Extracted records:
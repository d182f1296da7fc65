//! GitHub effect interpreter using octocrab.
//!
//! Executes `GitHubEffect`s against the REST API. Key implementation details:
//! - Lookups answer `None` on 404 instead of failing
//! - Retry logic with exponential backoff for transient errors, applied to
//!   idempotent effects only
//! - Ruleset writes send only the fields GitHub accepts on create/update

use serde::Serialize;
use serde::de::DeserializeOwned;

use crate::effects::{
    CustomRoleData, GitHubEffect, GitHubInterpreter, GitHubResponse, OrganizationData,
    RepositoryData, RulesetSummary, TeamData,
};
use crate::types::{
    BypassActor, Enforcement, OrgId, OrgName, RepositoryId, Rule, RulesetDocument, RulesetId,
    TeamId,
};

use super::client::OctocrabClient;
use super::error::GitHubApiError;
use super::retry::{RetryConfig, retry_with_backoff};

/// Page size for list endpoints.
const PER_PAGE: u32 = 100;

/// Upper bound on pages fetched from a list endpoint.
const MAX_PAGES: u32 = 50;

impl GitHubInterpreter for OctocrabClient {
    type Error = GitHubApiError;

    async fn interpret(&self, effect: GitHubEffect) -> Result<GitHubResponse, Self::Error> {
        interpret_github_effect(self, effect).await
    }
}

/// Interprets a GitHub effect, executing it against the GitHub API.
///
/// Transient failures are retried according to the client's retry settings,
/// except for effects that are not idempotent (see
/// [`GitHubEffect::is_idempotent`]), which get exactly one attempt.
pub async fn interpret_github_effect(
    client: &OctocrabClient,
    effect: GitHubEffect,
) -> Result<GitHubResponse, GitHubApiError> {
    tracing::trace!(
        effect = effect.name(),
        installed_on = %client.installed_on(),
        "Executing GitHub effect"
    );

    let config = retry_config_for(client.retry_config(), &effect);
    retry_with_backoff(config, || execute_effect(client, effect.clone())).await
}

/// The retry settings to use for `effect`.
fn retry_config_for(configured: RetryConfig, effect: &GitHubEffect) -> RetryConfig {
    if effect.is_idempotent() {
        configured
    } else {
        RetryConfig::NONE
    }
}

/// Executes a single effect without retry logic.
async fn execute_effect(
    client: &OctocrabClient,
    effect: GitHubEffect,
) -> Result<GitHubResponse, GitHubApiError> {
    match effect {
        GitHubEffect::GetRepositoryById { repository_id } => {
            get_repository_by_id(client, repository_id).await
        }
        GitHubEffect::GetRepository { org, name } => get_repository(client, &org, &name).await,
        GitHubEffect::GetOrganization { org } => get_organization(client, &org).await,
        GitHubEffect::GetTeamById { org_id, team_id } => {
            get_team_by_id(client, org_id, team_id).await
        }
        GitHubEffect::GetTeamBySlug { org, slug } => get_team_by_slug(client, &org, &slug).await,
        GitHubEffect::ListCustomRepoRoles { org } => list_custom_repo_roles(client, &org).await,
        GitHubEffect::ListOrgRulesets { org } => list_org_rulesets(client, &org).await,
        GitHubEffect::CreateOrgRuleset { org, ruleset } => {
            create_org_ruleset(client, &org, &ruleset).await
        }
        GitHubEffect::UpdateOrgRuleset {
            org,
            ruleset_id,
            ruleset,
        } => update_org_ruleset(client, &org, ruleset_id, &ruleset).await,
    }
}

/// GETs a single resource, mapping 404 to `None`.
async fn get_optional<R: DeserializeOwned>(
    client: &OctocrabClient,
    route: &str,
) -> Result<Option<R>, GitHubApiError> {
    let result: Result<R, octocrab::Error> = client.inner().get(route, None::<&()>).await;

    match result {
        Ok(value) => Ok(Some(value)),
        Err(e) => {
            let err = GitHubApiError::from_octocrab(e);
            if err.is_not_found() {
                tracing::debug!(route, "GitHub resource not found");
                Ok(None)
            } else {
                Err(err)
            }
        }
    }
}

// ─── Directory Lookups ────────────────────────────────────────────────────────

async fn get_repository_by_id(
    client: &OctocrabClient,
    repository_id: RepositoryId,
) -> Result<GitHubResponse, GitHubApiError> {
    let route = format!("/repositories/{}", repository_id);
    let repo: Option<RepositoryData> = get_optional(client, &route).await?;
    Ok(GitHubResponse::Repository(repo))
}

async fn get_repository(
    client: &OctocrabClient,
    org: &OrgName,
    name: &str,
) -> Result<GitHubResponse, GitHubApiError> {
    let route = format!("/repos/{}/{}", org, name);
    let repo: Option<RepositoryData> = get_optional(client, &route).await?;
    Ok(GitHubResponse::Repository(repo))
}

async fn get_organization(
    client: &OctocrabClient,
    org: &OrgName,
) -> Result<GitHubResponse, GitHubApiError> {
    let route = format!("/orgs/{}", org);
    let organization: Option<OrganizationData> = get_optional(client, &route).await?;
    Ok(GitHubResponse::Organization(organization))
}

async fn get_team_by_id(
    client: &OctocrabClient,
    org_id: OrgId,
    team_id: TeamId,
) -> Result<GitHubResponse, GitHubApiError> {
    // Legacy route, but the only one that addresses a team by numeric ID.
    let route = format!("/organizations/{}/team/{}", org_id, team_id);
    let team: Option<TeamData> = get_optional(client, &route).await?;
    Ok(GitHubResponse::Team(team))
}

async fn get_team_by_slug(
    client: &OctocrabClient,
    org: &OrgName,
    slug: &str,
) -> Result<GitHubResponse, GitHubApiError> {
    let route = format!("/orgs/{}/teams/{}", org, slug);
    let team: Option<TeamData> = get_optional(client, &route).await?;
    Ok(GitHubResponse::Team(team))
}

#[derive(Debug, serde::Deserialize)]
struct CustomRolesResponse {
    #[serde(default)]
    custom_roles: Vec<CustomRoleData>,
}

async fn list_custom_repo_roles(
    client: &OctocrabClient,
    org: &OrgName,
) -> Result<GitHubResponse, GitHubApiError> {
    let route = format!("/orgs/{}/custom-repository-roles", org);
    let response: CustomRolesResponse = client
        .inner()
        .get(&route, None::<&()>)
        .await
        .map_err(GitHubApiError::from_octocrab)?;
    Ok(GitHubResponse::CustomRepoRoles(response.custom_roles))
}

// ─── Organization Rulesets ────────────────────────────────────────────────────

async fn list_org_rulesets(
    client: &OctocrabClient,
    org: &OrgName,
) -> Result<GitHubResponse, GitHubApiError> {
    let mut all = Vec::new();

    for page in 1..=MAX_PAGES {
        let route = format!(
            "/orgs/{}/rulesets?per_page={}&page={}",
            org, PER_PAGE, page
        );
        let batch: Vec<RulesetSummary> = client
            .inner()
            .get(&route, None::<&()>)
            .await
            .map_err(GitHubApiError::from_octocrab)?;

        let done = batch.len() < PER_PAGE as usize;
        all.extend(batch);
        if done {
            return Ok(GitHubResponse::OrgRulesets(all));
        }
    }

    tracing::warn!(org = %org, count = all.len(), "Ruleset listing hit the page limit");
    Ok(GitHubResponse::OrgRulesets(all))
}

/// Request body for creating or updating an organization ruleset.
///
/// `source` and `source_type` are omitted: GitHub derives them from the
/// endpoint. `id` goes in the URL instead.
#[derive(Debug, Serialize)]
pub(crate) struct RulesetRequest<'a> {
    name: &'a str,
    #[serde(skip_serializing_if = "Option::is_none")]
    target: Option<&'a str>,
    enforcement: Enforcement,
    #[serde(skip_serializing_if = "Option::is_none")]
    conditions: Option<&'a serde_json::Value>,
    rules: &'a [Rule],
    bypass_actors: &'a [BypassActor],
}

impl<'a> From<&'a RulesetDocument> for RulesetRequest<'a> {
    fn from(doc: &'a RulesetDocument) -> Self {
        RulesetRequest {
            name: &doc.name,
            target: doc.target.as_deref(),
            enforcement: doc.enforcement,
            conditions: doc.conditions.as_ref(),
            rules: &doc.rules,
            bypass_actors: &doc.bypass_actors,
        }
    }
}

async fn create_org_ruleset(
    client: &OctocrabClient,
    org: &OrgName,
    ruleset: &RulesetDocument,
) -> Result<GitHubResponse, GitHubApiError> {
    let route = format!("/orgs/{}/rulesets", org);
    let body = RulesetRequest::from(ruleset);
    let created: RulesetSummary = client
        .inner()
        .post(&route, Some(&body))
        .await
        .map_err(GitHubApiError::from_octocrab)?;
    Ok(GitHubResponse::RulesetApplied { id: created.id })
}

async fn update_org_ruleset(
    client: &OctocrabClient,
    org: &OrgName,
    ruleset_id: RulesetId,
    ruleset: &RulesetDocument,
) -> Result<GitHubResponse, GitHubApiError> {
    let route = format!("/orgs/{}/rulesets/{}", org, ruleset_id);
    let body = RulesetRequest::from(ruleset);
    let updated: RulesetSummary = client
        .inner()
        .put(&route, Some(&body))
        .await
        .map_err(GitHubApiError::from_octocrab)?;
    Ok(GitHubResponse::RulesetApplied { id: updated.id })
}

--

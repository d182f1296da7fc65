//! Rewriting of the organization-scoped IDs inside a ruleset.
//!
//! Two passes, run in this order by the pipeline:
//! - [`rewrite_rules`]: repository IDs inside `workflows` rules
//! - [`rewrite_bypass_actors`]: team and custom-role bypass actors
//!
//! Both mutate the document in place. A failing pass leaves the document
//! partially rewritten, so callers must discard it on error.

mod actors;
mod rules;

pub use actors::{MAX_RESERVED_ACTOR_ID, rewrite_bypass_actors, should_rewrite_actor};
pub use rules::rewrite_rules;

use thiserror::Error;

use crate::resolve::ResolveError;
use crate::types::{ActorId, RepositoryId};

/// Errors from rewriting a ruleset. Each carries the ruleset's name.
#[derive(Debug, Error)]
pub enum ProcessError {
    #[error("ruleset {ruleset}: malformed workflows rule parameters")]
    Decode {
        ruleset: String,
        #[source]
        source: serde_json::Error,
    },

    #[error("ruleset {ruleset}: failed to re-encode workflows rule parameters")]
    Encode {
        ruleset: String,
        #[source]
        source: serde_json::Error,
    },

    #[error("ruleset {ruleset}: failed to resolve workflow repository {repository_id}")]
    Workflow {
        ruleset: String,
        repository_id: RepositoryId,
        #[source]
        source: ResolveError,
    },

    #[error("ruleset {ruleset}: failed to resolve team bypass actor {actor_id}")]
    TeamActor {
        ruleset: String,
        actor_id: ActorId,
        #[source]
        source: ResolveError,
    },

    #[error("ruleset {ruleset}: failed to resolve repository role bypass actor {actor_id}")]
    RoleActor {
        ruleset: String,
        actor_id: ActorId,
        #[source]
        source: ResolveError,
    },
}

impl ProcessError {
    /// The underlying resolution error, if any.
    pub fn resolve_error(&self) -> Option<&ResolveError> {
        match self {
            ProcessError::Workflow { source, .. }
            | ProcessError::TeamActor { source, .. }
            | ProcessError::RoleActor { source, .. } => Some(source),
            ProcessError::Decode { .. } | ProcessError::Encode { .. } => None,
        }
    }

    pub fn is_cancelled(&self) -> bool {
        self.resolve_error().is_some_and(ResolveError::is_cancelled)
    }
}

» **Action item**
Which lines of the data include the string "single"? Copy each of them.

» **Expected output**
/// Executes a single effect without retry logic.
/// GETs a single resource, mapping 404 to `None`.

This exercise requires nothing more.